Activity — Taking the line with "pub const MIN_ALTERNATIVES: usize = 3;" as the first and the line with "self.max_concurrent_fetches = n;" as the last, set down exactly every line in that range from the entries below, and no more.

The input —
==================================================

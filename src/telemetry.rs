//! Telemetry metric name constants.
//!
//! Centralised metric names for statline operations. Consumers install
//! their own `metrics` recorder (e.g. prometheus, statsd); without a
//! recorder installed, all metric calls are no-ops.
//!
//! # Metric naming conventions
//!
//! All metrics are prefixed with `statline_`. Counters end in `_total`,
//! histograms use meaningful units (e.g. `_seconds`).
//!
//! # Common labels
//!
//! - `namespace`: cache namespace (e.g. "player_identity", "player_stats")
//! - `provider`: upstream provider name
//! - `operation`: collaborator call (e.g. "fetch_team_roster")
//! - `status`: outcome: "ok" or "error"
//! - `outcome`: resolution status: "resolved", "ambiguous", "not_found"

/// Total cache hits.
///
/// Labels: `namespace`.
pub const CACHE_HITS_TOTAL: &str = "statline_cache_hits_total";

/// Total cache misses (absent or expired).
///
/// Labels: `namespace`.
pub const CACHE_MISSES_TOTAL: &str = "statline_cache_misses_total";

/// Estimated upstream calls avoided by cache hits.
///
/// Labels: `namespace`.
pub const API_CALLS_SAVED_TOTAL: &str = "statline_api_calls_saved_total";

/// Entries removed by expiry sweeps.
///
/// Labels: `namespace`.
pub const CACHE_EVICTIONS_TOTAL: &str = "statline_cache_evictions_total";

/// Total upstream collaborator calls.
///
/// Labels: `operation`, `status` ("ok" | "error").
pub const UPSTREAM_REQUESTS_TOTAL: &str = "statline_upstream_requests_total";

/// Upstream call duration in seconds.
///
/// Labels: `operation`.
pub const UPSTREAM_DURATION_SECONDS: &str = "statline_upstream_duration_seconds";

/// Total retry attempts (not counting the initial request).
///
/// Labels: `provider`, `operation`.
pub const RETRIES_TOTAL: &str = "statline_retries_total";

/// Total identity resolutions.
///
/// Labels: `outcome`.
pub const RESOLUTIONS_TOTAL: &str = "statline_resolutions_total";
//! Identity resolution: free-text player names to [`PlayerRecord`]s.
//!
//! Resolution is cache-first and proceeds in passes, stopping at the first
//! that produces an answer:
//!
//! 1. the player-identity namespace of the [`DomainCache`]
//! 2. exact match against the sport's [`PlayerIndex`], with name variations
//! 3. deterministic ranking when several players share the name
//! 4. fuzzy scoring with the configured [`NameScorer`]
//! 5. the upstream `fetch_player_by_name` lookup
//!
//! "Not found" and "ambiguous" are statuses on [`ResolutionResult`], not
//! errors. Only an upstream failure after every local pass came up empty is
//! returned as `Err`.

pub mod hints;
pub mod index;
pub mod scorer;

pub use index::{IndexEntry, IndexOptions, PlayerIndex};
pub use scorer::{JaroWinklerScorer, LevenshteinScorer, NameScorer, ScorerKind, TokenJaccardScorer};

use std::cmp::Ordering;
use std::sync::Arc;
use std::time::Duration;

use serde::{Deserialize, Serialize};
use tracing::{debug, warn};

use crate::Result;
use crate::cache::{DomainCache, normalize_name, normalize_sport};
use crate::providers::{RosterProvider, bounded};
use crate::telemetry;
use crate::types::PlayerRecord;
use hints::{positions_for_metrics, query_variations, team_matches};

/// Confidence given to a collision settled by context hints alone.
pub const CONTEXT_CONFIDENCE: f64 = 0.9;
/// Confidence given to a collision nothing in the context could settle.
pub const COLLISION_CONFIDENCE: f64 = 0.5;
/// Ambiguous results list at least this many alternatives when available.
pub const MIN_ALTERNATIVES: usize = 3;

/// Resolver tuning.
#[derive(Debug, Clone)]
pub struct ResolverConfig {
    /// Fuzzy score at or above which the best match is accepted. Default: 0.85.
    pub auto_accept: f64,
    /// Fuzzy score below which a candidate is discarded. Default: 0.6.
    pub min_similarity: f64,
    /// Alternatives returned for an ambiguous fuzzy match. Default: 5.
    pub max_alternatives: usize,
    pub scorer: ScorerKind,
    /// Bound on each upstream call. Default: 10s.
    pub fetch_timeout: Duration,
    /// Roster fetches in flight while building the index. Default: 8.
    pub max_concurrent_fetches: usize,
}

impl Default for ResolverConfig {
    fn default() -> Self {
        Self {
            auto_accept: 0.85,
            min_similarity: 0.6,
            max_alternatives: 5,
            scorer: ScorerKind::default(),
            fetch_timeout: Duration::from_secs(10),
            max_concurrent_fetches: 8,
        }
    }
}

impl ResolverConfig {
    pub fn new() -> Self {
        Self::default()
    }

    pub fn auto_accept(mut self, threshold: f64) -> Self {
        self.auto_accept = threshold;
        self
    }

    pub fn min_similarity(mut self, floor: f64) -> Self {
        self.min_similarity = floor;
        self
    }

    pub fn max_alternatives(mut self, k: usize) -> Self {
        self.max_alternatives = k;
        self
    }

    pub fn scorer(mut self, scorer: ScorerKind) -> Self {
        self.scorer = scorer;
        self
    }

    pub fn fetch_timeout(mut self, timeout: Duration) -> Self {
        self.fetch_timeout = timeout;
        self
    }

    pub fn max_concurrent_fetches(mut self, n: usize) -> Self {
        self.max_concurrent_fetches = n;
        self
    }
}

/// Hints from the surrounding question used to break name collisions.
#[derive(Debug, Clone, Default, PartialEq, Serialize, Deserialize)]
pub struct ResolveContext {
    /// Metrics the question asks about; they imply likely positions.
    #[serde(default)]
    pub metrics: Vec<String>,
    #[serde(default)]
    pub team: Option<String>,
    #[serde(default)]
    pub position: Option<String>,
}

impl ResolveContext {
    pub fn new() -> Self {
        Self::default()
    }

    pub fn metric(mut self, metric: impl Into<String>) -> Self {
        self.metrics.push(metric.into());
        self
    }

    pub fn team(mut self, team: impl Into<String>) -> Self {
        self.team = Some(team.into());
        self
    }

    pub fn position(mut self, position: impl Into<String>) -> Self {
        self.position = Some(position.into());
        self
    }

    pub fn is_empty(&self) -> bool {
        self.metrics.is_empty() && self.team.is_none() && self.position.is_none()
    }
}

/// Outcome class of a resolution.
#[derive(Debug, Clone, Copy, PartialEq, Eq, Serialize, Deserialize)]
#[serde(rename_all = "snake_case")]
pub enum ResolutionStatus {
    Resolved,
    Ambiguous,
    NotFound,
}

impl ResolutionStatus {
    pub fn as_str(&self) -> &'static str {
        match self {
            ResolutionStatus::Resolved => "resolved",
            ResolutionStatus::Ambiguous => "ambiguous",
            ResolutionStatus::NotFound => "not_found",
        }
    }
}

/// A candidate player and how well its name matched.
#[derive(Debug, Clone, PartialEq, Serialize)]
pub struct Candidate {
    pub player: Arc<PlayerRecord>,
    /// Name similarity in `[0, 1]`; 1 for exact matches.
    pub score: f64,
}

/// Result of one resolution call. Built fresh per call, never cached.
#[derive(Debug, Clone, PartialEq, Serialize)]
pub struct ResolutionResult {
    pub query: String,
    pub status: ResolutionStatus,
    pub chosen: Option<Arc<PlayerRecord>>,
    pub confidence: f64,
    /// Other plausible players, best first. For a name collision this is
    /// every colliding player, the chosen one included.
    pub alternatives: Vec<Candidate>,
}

==================================================

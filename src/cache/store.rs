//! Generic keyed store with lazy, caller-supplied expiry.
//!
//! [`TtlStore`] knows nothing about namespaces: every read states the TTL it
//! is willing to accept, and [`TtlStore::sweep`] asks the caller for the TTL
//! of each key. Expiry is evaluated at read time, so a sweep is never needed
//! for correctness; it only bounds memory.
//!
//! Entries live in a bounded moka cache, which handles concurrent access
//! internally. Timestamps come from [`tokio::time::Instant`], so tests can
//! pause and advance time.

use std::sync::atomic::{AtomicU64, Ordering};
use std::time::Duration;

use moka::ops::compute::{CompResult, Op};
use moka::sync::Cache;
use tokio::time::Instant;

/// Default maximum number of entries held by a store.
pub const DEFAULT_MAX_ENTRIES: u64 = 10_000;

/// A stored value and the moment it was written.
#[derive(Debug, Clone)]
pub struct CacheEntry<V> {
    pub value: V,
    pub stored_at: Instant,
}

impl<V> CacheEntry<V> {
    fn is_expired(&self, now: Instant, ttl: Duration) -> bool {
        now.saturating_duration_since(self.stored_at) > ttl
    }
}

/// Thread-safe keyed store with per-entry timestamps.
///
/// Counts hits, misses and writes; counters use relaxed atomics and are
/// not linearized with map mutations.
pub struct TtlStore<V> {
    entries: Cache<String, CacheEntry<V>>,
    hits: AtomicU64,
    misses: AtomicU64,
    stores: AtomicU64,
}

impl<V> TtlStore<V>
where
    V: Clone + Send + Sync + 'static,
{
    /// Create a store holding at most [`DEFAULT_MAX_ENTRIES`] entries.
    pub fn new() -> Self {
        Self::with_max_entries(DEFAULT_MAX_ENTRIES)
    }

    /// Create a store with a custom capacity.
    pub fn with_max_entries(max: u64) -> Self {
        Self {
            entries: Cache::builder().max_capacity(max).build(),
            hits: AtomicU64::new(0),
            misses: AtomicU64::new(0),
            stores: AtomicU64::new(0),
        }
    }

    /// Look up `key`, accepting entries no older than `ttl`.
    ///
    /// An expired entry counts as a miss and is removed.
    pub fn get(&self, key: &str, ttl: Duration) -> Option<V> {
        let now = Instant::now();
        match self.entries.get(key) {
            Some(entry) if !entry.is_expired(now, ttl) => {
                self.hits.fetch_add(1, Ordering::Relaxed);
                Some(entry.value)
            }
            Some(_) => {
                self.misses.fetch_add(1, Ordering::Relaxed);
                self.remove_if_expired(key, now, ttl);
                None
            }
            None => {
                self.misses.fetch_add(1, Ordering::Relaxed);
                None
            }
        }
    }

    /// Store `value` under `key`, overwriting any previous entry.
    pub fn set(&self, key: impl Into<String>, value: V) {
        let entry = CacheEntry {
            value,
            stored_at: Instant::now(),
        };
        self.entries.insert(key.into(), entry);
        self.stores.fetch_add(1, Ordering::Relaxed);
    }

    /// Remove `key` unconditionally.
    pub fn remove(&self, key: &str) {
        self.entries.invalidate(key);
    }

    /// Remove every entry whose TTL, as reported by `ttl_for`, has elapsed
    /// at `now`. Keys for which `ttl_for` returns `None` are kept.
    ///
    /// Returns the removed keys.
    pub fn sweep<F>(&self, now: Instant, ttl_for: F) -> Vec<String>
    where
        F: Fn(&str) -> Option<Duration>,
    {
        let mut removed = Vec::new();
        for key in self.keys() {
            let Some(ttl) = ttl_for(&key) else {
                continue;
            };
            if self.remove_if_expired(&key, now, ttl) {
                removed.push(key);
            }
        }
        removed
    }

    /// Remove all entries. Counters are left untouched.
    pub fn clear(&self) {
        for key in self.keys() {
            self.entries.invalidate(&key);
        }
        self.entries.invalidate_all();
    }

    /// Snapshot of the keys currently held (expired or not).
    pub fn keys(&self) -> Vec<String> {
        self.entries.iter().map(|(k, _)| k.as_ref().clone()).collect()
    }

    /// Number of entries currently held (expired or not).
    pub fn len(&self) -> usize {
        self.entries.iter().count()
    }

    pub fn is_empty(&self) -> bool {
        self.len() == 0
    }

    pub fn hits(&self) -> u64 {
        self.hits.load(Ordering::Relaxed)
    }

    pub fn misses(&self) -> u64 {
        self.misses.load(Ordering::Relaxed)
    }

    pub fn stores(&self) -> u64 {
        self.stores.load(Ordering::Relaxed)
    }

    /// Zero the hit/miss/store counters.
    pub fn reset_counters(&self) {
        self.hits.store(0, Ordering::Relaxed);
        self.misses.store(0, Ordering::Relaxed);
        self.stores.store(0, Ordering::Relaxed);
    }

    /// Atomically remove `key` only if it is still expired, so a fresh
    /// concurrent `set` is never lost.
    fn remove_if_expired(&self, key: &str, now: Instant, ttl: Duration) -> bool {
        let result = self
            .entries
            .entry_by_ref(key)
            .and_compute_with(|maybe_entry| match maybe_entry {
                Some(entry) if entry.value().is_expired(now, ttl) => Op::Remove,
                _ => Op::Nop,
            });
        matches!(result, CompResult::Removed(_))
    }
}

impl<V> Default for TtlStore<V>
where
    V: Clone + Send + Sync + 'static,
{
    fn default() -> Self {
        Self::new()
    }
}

==================================================

Solution below —
pub const MIN_ALTERNATIVES: usize = 3;

/// Resolver tuning.
#[derive(Debug, Clone)]
pub struct ResolverConfig {
    /// Fuzzy score at or above which the best match is accepted. Default: 0.85.
    pub auto_accept: f64,
    /// Fuzzy score below which a candidate is discarded. Default: 0.6.
    pub min_similarity: f64,
    /// Alternatives returned for an ambiguous fuzzy match. Default: 5.
    pub max_alternatives: usize,
    pub scorer: ScorerKind,
    /// Bound on each upstream call. Default: 10s.
    pub fetch_timeout: Duration,
    /// Roster fetches in flight while building the index. Default: 8.
    pub max_concurrent_fetches: usize,
}

impl Default for ResolverConfig {
    fn default() -> Self {
        Self {
            auto_accept: 0.85,
            min_similarity: 0.6,
            max_alternatives: 5,
            scorer: ScorerKind::default(),
            fetch_timeout: Duration::from_secs(10),
            max_concurrent_fetches: 8,
        }
    }
}

impl ResolverConfig {
    pub fn new() -> Self {
        Self::default()
    }

    pub fn auto_accept(mut self, threshold: f64) -> Self {
        self.auto_accept = threshold;
        self
    }

    pub fn min_similarity(mut self, floor: f64) -> Self {
        self.min_similarity = floor;
        self
    }

    pub fn max_alternatives(mut self, k: usize) -> Self {
        self.max_alternatives = k;
        self
    }

    pub fn scorer(mut self, scorer: ScorerKind) -> Self {
        self.scorer = scorer;
        self
    }

    pub fn fetch_timeout(mut self, timeout: Duration) -> Self {
        self.fetch_timeout = timeout;
        self
    }

    pub fn max_concurrent_fetches(mut self, n: usize) -> Self {
        self.max_concurrent_fetches = n;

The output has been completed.